-- Opening Marker --
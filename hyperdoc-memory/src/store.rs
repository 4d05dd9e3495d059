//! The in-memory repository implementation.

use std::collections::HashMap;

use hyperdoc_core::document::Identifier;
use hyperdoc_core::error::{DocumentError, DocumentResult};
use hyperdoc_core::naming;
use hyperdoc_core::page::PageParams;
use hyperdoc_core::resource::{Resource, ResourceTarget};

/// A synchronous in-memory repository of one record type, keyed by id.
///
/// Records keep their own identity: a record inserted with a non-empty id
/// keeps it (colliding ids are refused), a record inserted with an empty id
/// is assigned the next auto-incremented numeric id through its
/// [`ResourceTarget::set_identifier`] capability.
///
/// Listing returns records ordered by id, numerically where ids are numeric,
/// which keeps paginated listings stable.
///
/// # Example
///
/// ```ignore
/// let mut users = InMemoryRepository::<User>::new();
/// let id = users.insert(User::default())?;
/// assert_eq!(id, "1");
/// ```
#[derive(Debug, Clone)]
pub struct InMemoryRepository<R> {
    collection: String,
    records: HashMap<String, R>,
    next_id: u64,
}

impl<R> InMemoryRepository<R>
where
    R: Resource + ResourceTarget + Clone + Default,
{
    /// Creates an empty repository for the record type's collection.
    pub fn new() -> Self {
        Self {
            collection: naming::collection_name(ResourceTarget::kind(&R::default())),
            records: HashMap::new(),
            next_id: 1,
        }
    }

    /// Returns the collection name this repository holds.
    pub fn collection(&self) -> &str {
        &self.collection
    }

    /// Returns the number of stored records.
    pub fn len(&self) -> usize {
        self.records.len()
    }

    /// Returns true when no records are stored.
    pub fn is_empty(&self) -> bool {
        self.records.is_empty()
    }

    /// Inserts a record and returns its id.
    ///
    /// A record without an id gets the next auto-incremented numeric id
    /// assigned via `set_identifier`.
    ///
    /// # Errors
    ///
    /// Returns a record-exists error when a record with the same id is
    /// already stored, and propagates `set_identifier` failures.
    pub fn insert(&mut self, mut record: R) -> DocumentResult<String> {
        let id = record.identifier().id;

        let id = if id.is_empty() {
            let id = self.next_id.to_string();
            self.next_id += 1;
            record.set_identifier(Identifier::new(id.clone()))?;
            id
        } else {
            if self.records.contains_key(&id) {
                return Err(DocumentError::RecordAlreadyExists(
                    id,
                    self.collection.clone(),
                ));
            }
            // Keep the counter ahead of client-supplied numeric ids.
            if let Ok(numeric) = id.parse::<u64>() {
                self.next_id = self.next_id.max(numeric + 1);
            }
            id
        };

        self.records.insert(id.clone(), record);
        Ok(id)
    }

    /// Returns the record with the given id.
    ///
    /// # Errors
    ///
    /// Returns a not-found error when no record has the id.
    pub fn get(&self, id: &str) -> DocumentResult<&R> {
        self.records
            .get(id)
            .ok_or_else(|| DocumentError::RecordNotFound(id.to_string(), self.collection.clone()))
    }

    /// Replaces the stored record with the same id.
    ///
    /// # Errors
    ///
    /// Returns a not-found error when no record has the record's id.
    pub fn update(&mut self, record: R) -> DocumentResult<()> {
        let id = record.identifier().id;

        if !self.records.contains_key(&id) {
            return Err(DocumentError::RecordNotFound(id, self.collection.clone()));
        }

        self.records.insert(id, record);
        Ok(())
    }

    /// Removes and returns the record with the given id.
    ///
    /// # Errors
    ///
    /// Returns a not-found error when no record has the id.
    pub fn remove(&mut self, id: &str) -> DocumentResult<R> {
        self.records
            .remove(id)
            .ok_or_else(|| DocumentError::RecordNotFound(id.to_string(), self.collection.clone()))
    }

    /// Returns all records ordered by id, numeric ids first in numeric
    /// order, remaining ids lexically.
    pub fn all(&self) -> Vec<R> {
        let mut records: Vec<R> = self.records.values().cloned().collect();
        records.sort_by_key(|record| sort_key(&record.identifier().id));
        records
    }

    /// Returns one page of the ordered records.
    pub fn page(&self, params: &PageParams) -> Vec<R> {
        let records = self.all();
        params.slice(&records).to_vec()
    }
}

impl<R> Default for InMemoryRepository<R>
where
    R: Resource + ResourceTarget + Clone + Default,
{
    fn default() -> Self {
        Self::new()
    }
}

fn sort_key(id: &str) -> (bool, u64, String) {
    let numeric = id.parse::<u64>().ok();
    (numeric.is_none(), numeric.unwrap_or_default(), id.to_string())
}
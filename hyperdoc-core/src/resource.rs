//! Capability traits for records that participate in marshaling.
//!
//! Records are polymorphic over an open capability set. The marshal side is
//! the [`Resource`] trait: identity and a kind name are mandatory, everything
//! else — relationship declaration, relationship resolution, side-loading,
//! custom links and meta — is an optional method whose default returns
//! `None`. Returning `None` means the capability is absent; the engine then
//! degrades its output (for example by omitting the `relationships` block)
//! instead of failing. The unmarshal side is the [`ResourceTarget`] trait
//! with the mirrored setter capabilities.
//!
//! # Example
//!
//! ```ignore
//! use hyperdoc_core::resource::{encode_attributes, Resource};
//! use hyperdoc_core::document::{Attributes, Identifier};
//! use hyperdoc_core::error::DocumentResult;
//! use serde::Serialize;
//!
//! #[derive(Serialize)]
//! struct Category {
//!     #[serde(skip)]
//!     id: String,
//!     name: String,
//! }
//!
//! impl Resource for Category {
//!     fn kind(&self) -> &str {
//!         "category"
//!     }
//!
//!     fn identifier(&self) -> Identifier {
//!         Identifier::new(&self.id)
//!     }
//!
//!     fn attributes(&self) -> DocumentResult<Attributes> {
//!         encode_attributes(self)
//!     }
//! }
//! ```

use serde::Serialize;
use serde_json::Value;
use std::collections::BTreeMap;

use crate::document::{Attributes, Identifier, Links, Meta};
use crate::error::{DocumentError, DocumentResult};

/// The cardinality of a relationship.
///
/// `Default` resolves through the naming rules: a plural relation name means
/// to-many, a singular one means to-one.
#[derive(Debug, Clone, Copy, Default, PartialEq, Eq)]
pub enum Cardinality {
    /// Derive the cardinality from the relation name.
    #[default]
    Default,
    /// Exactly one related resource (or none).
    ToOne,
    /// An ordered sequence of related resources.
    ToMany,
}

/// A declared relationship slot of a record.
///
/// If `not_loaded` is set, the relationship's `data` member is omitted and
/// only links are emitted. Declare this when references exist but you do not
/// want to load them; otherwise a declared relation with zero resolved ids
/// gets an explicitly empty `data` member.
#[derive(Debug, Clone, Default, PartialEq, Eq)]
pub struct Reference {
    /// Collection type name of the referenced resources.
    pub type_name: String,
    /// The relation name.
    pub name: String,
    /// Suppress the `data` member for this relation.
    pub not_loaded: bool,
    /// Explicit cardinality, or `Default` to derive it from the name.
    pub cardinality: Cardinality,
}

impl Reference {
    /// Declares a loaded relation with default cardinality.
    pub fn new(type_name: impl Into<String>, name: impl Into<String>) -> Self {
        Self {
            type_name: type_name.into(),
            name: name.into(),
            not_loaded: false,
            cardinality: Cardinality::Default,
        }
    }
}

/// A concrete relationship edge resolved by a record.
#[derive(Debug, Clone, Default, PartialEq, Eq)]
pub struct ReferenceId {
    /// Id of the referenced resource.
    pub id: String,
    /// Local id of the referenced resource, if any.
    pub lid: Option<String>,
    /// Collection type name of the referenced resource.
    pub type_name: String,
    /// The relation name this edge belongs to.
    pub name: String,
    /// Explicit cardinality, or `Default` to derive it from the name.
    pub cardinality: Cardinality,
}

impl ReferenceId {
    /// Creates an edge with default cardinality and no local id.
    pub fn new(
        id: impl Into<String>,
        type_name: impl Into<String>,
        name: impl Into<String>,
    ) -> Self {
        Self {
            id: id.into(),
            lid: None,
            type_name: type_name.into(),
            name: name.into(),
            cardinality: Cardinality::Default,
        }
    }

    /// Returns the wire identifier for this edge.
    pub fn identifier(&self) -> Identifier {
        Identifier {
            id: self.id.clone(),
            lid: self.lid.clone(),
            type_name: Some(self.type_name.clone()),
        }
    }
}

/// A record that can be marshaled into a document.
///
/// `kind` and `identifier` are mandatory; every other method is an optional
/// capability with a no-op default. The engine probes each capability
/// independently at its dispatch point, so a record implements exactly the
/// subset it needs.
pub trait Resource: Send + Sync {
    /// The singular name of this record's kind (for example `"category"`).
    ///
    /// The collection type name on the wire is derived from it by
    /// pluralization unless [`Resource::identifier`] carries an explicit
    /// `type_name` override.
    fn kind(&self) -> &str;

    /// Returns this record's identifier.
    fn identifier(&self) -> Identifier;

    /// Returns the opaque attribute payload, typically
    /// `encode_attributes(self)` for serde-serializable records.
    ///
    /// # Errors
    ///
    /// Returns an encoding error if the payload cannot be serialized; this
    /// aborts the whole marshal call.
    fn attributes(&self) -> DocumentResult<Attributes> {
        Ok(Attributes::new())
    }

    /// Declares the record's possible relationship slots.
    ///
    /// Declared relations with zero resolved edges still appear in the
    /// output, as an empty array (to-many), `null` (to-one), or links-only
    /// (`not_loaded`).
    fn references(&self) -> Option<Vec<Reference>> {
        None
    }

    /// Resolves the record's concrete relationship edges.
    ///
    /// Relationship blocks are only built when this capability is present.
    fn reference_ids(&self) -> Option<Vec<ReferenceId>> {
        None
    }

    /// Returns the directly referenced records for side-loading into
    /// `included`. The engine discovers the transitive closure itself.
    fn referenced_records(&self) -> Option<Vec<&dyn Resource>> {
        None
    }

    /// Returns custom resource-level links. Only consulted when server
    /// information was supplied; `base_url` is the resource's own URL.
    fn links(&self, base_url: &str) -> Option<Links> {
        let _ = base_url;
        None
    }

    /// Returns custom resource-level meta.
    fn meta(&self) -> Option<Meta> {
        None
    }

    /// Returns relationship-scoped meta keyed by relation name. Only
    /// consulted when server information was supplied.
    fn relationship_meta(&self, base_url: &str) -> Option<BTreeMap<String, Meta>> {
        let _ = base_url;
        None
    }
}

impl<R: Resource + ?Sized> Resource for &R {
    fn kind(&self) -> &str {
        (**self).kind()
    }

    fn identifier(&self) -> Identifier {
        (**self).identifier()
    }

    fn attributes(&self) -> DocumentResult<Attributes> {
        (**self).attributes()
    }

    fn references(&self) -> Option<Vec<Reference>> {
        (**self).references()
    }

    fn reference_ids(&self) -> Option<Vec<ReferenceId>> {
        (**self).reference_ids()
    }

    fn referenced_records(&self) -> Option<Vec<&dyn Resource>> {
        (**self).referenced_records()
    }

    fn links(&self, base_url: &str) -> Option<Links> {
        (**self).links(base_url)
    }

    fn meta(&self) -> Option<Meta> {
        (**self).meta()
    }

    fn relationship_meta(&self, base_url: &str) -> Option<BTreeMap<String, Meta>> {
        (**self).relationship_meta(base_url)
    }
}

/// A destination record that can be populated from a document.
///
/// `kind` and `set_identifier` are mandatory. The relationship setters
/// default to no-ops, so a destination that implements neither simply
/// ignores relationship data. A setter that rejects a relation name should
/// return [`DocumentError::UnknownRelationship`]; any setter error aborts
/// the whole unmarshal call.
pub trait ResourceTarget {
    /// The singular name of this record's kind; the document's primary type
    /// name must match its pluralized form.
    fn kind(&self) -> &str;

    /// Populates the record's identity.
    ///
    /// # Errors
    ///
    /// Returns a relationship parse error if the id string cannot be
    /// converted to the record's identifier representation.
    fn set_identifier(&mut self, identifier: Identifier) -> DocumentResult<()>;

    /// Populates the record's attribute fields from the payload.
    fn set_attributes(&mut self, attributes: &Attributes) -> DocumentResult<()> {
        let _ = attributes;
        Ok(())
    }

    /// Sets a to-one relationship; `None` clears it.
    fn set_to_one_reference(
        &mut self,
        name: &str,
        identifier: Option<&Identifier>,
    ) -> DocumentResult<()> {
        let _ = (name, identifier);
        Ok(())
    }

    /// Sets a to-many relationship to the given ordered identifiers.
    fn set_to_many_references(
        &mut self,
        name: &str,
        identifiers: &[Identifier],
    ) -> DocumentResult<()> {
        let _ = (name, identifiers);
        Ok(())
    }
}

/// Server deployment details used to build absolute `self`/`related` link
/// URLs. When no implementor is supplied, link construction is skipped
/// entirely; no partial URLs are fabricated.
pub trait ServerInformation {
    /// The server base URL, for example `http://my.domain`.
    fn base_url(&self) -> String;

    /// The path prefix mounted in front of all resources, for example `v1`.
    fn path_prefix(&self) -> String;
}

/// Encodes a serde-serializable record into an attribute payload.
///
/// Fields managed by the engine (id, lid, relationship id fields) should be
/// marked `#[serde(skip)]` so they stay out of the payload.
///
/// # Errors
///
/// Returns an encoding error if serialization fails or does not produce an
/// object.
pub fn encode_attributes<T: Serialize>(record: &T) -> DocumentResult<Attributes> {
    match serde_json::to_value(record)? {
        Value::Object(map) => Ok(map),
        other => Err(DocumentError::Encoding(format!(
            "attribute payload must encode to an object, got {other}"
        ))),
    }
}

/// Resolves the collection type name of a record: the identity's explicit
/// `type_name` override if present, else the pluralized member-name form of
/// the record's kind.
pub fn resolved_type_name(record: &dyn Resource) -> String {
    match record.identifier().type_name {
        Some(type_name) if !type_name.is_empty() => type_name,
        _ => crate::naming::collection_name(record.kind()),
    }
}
-- Closing Marker --
Directions for this task:
Please retype the top of the data exactly, down to and including the line that holds "use hyperdoc_core::page::PageParams;", and nothing further.

Reply to the exercise:
filename hyperdoc-memory/src/store.rs
repository 4d05dd9e3495d059
//! The in-memory repository implementation.

use std::collections::HashMap;

use hyperdoc_core::document::Identifier;
use hyperdoc_core::error::{DocumentError, DocumentResult};
use hyperdoc_core::naming;
use hyperdoc_core::page::PageParams;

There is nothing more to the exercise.